Stored data:
- - - - -
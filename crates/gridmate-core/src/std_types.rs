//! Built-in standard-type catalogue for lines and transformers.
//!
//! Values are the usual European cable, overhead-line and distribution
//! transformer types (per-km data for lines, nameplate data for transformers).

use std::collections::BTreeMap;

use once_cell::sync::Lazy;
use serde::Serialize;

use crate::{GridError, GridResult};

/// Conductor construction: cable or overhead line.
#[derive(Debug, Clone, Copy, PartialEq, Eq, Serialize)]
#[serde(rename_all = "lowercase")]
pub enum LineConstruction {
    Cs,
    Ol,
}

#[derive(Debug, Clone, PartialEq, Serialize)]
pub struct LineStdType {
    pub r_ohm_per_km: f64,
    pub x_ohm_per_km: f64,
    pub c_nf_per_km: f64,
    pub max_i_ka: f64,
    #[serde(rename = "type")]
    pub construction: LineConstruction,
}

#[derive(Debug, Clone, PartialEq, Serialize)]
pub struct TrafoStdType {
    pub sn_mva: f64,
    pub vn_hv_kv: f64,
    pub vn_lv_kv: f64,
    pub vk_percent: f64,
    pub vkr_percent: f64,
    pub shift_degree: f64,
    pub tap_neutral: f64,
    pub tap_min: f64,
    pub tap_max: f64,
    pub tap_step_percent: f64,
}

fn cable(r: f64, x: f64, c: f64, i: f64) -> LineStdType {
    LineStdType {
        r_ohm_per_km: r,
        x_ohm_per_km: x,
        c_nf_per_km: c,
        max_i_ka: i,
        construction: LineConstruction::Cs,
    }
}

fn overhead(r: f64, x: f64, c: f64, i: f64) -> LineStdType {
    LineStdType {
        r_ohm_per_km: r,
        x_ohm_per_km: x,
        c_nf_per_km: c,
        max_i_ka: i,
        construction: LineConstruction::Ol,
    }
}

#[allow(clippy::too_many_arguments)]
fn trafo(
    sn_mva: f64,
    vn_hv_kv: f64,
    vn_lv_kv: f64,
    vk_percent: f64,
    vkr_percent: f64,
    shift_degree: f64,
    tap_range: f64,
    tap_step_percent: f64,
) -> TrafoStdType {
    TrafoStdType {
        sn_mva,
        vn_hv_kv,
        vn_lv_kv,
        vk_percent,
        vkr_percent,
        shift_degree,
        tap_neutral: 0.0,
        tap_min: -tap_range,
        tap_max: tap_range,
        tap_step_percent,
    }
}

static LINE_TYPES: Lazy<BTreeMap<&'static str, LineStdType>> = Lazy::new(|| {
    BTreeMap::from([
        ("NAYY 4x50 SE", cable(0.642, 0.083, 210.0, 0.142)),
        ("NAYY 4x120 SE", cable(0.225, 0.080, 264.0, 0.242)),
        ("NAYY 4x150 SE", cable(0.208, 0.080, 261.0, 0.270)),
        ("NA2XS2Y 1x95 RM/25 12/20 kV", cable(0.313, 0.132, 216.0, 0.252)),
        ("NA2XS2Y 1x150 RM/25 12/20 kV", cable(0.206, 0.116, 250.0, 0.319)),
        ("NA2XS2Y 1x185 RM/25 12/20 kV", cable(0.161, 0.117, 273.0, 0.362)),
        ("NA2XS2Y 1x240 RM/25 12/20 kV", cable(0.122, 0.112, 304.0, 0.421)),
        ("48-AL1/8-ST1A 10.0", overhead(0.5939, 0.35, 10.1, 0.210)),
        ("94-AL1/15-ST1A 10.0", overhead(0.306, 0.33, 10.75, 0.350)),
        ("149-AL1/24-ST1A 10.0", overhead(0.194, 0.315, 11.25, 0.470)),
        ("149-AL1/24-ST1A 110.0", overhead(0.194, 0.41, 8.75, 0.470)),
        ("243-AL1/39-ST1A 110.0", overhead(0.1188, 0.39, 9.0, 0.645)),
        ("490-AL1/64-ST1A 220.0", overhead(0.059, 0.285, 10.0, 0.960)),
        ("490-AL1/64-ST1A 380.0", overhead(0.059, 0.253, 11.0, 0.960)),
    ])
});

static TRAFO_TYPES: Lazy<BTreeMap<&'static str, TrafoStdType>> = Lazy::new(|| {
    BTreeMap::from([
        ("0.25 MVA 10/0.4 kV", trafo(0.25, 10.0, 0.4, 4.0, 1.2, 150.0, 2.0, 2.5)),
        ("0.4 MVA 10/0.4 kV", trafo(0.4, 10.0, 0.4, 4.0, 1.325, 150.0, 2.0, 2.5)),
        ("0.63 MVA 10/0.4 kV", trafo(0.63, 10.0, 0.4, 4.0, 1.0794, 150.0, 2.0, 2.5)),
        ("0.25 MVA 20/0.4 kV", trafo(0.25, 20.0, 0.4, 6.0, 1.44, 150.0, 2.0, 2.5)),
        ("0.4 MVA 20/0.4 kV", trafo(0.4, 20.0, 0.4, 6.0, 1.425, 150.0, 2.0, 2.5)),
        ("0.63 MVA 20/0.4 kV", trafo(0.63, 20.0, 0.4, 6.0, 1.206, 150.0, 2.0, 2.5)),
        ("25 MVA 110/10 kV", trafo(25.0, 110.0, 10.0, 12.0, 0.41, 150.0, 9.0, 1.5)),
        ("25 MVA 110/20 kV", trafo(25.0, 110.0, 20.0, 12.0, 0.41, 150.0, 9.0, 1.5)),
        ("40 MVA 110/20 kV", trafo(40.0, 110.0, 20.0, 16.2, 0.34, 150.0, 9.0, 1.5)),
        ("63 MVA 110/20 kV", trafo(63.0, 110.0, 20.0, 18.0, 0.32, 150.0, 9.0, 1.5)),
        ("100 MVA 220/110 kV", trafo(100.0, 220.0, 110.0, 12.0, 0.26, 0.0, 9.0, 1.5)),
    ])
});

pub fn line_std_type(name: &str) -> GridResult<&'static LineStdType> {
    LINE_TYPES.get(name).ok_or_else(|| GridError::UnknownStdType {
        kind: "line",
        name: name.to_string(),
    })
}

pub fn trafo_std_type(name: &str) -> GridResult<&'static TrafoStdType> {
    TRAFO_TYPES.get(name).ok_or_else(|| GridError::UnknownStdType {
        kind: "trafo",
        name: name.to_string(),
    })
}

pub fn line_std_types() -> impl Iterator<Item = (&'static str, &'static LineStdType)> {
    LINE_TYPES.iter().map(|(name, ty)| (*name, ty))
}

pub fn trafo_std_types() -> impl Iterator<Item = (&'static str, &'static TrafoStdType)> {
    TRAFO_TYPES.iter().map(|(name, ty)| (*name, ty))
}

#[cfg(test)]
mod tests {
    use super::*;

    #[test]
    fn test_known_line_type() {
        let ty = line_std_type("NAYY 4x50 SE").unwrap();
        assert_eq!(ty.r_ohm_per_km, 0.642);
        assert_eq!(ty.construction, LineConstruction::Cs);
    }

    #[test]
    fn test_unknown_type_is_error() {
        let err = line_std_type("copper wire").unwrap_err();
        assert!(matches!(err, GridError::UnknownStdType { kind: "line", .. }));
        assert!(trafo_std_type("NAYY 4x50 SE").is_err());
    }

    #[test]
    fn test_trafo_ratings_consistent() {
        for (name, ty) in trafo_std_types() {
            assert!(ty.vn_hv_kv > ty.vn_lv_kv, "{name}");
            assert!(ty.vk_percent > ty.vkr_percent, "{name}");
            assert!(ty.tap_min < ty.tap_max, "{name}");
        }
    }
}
- - - - -
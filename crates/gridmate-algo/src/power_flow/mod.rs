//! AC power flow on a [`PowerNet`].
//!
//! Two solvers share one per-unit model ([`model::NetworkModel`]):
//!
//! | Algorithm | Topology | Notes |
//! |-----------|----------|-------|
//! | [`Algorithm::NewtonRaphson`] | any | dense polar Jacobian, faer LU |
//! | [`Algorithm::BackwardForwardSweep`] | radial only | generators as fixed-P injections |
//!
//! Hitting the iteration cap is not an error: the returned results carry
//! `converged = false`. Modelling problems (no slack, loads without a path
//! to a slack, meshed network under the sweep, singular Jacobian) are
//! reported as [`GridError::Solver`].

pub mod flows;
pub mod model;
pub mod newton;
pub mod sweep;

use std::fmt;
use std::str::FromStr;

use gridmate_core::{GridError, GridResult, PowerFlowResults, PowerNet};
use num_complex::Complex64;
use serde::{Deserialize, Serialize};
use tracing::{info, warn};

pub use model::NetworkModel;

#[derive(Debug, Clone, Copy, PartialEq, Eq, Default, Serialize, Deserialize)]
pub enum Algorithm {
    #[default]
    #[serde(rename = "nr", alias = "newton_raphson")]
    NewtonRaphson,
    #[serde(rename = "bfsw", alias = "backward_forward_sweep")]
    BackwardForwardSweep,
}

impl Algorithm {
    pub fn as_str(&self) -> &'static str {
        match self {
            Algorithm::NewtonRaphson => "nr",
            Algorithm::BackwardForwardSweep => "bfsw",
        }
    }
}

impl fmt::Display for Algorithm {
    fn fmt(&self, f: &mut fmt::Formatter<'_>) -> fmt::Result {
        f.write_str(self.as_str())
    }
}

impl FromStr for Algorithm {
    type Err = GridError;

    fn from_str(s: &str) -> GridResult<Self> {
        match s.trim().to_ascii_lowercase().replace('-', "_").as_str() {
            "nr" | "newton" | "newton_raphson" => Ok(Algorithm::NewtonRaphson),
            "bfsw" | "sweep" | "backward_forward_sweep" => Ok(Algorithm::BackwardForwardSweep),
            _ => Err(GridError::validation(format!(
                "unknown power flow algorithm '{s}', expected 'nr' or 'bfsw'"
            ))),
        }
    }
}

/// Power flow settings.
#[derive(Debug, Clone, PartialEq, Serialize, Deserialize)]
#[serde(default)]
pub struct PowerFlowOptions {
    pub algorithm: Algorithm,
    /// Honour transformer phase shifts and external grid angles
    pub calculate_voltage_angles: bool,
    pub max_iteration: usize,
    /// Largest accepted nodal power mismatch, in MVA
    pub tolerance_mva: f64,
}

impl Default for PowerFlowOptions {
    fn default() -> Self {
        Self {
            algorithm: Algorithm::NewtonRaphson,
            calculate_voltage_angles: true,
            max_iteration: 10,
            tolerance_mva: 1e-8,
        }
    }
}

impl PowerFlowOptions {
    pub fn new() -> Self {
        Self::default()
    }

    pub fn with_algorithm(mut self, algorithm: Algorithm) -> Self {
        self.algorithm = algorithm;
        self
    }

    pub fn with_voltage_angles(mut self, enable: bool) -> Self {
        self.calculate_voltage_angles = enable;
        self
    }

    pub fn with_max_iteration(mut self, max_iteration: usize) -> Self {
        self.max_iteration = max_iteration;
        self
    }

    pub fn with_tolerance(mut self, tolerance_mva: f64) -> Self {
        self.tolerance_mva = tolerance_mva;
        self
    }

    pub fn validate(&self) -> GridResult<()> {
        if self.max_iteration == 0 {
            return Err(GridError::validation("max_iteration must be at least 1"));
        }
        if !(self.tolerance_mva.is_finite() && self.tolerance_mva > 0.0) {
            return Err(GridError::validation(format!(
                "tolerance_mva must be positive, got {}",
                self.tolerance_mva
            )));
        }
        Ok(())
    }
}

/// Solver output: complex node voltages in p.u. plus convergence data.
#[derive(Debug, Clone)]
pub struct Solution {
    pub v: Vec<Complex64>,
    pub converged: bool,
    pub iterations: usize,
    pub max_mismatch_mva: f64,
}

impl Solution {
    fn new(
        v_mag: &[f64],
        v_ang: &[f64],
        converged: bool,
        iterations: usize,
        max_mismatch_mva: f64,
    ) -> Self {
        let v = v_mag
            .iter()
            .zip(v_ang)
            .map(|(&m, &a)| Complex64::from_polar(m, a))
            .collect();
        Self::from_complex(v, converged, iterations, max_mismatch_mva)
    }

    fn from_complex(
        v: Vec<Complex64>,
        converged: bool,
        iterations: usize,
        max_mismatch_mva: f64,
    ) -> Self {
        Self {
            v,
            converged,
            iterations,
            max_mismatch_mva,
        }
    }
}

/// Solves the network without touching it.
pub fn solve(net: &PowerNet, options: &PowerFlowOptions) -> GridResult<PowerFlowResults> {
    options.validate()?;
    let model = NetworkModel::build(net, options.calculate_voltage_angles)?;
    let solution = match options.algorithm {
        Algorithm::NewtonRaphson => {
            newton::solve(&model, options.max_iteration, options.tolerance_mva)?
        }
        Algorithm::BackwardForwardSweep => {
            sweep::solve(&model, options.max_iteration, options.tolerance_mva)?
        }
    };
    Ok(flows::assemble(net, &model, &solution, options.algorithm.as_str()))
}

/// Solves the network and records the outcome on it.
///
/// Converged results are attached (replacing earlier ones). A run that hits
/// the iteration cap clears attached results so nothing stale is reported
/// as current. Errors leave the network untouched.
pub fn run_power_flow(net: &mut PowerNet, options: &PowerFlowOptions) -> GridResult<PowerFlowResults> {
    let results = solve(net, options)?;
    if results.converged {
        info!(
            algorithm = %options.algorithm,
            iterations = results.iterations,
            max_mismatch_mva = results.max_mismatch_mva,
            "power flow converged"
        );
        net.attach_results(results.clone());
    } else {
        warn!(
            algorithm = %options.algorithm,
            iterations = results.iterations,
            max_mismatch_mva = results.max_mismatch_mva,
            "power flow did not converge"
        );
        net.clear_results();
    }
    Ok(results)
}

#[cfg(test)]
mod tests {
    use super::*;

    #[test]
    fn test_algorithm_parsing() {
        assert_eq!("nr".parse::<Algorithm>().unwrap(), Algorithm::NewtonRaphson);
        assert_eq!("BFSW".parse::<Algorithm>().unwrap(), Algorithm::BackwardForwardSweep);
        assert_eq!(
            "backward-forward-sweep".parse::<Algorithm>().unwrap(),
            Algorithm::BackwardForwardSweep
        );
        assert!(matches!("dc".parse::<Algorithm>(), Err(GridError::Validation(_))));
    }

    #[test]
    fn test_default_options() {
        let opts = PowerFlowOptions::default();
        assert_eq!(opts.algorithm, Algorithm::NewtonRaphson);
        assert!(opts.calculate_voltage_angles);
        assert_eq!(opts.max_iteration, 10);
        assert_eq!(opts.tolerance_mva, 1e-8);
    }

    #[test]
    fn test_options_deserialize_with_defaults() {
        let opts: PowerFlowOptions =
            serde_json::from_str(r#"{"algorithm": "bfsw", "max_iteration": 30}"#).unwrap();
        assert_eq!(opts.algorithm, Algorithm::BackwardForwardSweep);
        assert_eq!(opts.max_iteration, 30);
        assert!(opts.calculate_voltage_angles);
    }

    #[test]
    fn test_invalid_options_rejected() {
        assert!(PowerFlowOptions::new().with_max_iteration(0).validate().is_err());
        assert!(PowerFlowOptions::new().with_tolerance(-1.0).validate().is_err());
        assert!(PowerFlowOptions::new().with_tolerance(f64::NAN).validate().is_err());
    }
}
- - - - -
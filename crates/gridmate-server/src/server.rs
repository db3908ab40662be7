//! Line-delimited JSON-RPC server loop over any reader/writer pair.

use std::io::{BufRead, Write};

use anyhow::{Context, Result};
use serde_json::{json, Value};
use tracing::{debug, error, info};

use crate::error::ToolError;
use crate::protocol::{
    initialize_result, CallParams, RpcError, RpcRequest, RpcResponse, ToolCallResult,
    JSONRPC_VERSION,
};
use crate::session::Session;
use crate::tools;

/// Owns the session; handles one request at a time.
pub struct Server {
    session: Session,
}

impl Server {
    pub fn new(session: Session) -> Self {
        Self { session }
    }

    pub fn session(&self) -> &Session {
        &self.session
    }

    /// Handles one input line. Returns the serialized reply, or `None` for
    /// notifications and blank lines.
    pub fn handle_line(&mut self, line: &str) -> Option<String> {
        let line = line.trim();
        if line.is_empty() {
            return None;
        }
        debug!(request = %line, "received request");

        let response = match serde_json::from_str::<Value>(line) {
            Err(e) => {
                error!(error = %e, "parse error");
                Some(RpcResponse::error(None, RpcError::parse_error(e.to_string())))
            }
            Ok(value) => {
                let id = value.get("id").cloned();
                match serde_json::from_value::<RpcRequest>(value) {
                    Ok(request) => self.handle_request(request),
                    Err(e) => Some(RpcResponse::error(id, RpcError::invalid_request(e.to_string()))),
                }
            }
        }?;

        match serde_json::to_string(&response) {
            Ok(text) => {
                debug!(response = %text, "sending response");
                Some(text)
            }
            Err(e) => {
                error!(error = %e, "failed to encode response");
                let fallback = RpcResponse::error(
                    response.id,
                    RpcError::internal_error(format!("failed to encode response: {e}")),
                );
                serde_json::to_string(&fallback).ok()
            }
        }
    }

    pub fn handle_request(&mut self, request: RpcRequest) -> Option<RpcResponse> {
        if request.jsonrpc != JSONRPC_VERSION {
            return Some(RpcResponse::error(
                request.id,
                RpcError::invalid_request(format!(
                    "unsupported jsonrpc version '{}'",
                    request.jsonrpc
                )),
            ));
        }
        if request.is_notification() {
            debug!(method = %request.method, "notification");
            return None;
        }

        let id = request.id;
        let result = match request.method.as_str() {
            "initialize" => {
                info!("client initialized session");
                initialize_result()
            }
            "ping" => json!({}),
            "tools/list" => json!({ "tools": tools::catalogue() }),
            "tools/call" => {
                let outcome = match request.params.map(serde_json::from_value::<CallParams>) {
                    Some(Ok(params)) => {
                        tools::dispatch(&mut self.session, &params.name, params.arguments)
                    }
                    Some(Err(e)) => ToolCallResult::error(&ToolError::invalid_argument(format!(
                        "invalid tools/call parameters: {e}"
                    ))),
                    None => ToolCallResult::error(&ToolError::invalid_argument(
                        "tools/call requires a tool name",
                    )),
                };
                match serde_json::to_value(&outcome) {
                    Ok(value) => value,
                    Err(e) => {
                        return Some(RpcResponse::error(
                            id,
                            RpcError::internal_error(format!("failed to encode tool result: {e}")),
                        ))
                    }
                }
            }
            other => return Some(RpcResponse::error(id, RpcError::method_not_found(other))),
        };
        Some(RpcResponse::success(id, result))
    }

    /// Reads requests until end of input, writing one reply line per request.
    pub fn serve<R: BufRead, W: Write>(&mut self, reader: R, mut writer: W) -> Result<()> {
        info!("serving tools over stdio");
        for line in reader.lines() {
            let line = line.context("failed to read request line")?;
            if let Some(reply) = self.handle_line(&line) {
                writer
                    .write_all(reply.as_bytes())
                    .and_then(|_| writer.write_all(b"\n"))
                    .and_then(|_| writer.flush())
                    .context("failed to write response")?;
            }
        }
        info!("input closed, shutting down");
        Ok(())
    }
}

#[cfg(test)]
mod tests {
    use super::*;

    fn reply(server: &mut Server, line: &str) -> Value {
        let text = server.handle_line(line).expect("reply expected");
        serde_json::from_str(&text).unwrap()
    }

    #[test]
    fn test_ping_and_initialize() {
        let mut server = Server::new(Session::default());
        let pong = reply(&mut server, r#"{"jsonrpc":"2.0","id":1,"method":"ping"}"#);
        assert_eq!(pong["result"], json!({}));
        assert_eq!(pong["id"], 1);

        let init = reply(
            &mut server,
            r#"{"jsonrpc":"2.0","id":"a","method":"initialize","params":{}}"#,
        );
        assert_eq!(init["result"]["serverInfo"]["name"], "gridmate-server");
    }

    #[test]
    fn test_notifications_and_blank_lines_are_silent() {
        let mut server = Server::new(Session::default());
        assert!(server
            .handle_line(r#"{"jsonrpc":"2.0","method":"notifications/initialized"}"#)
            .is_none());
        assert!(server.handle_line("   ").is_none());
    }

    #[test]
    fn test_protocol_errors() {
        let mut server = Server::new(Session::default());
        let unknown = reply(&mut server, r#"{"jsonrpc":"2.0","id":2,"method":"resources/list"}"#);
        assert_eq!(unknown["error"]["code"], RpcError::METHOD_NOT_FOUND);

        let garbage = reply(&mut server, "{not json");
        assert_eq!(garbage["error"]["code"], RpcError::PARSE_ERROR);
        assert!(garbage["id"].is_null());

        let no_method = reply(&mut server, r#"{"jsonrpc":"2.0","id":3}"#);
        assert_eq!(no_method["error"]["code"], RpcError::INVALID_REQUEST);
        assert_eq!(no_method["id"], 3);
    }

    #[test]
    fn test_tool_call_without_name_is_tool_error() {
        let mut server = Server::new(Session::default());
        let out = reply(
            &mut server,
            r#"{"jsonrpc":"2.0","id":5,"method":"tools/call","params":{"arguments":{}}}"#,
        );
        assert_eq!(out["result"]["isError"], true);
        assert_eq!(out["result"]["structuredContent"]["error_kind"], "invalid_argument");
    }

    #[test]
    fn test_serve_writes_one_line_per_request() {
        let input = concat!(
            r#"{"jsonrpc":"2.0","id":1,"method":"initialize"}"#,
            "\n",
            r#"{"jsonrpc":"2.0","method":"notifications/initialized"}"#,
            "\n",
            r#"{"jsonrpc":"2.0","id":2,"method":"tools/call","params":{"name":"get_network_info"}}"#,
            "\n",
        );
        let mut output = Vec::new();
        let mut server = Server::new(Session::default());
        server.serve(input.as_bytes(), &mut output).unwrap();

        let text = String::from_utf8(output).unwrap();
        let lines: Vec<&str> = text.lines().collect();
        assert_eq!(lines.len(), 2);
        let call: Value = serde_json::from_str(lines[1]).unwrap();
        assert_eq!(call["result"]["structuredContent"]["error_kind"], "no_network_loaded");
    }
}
- - - - -
**YOUR OBJECTIVE:** Filter the data above down to lines with the word "catalogue", and copy them.

**RESULT OF THE TASK:**
//! Built-in standard-type catalogue for lines and transformers.
            "tools/list" => json!({ "tools": tools::catalogue() }),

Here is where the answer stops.